> **Task description**
Search the listing for the string "parent" and copy every line that contains it.
========
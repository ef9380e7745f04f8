//! Git helpers for integration tests: bare remotes, commits, branches.

use std::fs;
use std::path::Path;
use std::process::Command;

pub fn init_bare_repo(path: &Path) {
    fs::create_dir_all(path).unwrap();
    git(path, &["init", "--bare", "-b", "main"]);
}

pub fn clone_repo(url: &str, dest: &Path) {
    let status = Command::new("git")
        .args(["clone", url, dest.to_str().unwrap()])
        .output()
        .expect("failed to clone repo");
    assert!(
        status.status.success(),
        "git clone failed: {}",
        String::from_utf8_lossy(&status.stderr)
    );
    git(dest, &["config", "user.email", "test@example.com"]);
    git(dest, &["config", "user.name", "Test User"]);
}

pub fn commit_file(repo_path: &Path, filename: &str, content: &str, message: &str) -> String {
    if let Some(parent) = Path::new(filename).parent() {
        fs::create_dir_all(repo_path.join(parent)).unwrap();
    }
    fs::write(repo_path.join(filename), content).unwrap();
    git(repo_path, &["add", filename]);
    git(repo_path, &["commit", "-m", message]);
    get_head_sha(repo_path)
}

pub fn push_branch(repo_path: &Path, remote: &str, branch: &str) {
    git(repo_path, &["push", remote, branch]);
}

pub fn current_branch(repo_path: &Path) -> String {
    git_output(repo_path, &["rev-parse", "--abbrev-ref", "HEAD"])
}

pub fn get_head_sha(repo_path: &Path) -> String {
    git_output(repo_path, &["rev-parse", "HEAD"])
}

fn git(dir: &Path, args: &[&str]) {
    let output = Command::new("git")
        .current_dir(dir)
        .args(args)
        .output()
        .unwrap_or_else(|e| panic!("failed to run git {:?}: {}", args, e));
    assert!(
        output.status.success(),
        "git {:?} failed in {}: {}",
        args,
        dir.display(),
        String::from_utf8_lossy(&output.stderr)
    );
}

fn git_output(dir: &Path, args: &[&str]) -> String {
    let output = Command::new("git")
        .current_dir(dir)
        .args(args)
        .output()
        .unwrap_or_else(|e| panic!("failed to run git {:?}: {}", args, e));
    assert!(
        output.status.success(),
        "git {:?} failed: {}",
        args,
        String::from_utf8_lossy(&output.stderr)
    );
    String::from_utf8_lossy(&output.stdout).trim().to_string()
}
//! CLI output formatting
//!
//! Provides colored output, spinners, and formatting utilities.

use colored::Colorize;
use indicatif::{ProgressBar, ProgressStyle};
use std::time::Duration;

/// Output helper for consistent CLI formatting
pub struct Output;

impl Output {
    /// Print a success message
    pub fn success(message: &str) {
        println!("{} {}", "✓".green(), message);
    }

    /// Print an error message
    pub fn error(message: &str) {
        eprintln!("{} {}", "✗".red(), message);
    }

    /// Print a warning message
    pub fn warning(message: &str) {
        println!("{} {}", "⚠".yellow(), message);
    }

    /// Print an info message
    pub fn info(message: &str) {
        println!("{} {}", "ℹ".blue(), message);
    }

    /// Print a header
    pub fn header(message: &str) {
        println!("\n{}", message.bold());
    }

    /// Print a subheader
    pub fn subheader(message: &str) {
        println!("  {}", message.dimmed());
    }

    /// Print a key-value pair
    pub fn kv(key: &str, value: &str) {
        println!("  {}: {}", key.dimmed(), value);
    }

    /// Print a list item
    pub fn list_item(item: &str) {
        println!("  • {}", item);
    }

    /// Print a numbered list item
    pub fn numbered_item(num: usize, item: &str) {
        println!("  {}. {}", num, item);
    }

    /// Create a spinner with a message
    pub fn spinner(message: &str) -> ProgressBar {
        let pb = ProgressBar::new_spinner();
        pb.set_style(
            ProgressStyle::default_spinner()
                .template("{spinner:.cyan} {msg}")
                .expect("hardcoded template must be valid")
                .tick_chars("⠋⠙⠹⠸⠼⠴⠦⠧⠇⠏"),
        );
        pb.set_message(message.to_string());
        pb.enable_steady_tick(Duration::from_millis(80));
        pb
    }

    /// Create a progress bar
    pub fn progress_bar(total: u64, message: &str) -> ProgressBar {
        let pb = ProgressBar::new(total);
        pb.set_style(
            ProgressStyle::default_bar()
                .template("{msg} [{bar:40.cyan/blue}] {pos}/{len}")
                .expect("hardcoded template must be valid")
                .progress_chars("█▓░"),
        );
        pb.set_message(message.to_string());
        pb
    }

    /// Format a repo name consistently
    pub fn repo_name(name: &str) -> String {
        name.cyan().bold().to_string()
    }

    /// Format a branch name consistently
    pub fn branch_name(name: &str) -> String {
        name.magenta().to_string()
    }
}

/// Table builder for formatted output
pub struct Table {
    headers: Vec<String>,
    rows: Vec<Vec<String>>,
    column_widths: Vec<usize>,
}

impl Table {
    /// Create a new table with headers
    pub fn new(headers: Vec<&str>) -> Self {
        let headers: Vec<String> = headers.into_iter().map(|s| s.to_string()).collect();
        let column_widths = headers.iter().map(|h| h.len()).collect();
        Self {
            headers,
            rows: Vec::new(),
            column_widths,
        }
    }

    /// Add a row to the table
    pub fn add_row(&mut self, row: Vec<&str>) {
        let row: Vec<String> = row.into_iter().map(|s| s.to_string()).collect();
        for (i, cell) in row.iter().enumerate() {
            if i < self.column_widths.len() {
                self.column_widths[i] = self.column_widths[i].max(cell.len());
            }
        }
        self.rows.push(row);
    }

    /// Print the table
    pub fn print(&self) {
        // Print headers
        let header_line: String = self
            .headers
            .iter()
            .enumerate()
            .map(|(i, h)| format!("{:width$}", h, width = self.column_widths[i]))
            .collect::<Vec<_>>()
            .join("  ");
        println!("{}", header_line.bold());

        // Print separator
        let sep_line: String = self
            .column_widths
            .iter()
            .map(|w| "-".repeat(*w))
            .collect::<Vec<_>>()
            .join("  ");
        println!("{}", sep_line.dimmed());

        // Print rows
        for row in &self.rows {
            let row_line: String = row
                .iter()
                .enumerate()
                .map(|(i, cell)| {
                    let width = self.column_widths.get(i).copied().unwrap_or(cell.len());
                    format!("{:width$}", cell, width = width)
                })
                .collect::<Vec<_>>()
                .join("  ");
            println!("{}", row_line);
        }
    }
}

#[cfg(test)]
mod tests {
    use super::*;

    #[test]
    fn test_table() {
        let mut table = Table::new(vec!["Name", "Status", "Branch"]);
        table.add_row(vec!["repo1", "clean", "main"]);
        table.add_row(vec!["repo2", "modified", "feat/test"]);
        // Just verify it doesn't panic
        table.print();
    }
}
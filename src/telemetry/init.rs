//! Telemetry initialization.
//!
//! Provides configuration and initialization for the tracing subscriber.

use tracing::Level;
use tracing_subscriber::fmt;
use tracing_subscriber::prelude::*;
use tracing_subscriber::EnvFilter;

/// Configuration for telemetry initialization.
#[derive(Debug, Clone)]
pub struct TelemetryConfig {
    /// Default log level
    pub default_level: Level,
    /// Whether to include file and line numbers
    pub include_file_line: bool,
    /// Whether to include the target (module path)
    pub include_target: bool,
    /// Whether to use ANSI colors
    pub ansi_colors: bool,
    /// Whether to use compact format
    pub compact: bool,
    /// Custom filter directive (overrides default_level if set)
    pub filter_directive: Option<String>,
}

impl Default for TelemetryConfig {
    fn default() -> Self {
        Self {
            default_level: Level::INFO,
            include_file_line: false,
            include_target: true,
            ansi_colors: true,
            compact: true,
            filter_directive: None,
        }
    }
}

/// Guard that keeps the telemetry subscriber active.
///
/// When dropped, the subscriber is deregistered.
pub struct TelemetryGuard {
    #[allow(dead_code)]
    _private: (),
}

/// Initialize telemetry with the given configuration.
///
/// Returns a guard that must be kept alive for the duration of the application.
/// Telemetry is disabled when the guard is dropped.
///
/// # Example
///
/// ```rust,ignore
/// use frepo::telemetry::{init_telemetry, TelemetryConfig};
///
/// fn main() -> anyhow::Result<()> {
///     let config = TelemetryConfig::default();
///     let _guard = init_telemetry(&config)?;
///
///     // Application code...
///     Ok(())
/// }
/// ```
pub fn init_telemetry(config: &TelemetryConfig) -> anyhow::Result<TelemetryGuard> {
    let filter = if let Some(ref directive) = config.filter_directive {
        EnvFilter::try_new(directive)?
    } else {
        EnvFilter::from_default_env()
            .add_directive(config.default_level.into())
            .add_directive(format!("frepo={}", config.default_level).parse()?)
    };

    let fmt_layer = fmt::layer()
        .with_ansi(config.ansi_colors)
        .with_target(config.include_target)
        .with_file(config.include_file_line)
        .with_line_number(config.include_file_line);

    let fmt_layer = if config.compact {
        fmt_layer.compact().boxed()
    } else {
        fmt_layer.boxed()
    };

    let subscriber = tracing_subscriber::registry()
        .with(filter)
        .with(fmt_layer);

    tracing::subscriber::set_global_default(subscriber)?;

    Ok(TelemetryGuard { _private: () })
}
========
> **Reply**
    if let Some(parent) = Path::new(filename).parent() {
        fs::create_dir_all(repo_path.join(parent)).unwrap();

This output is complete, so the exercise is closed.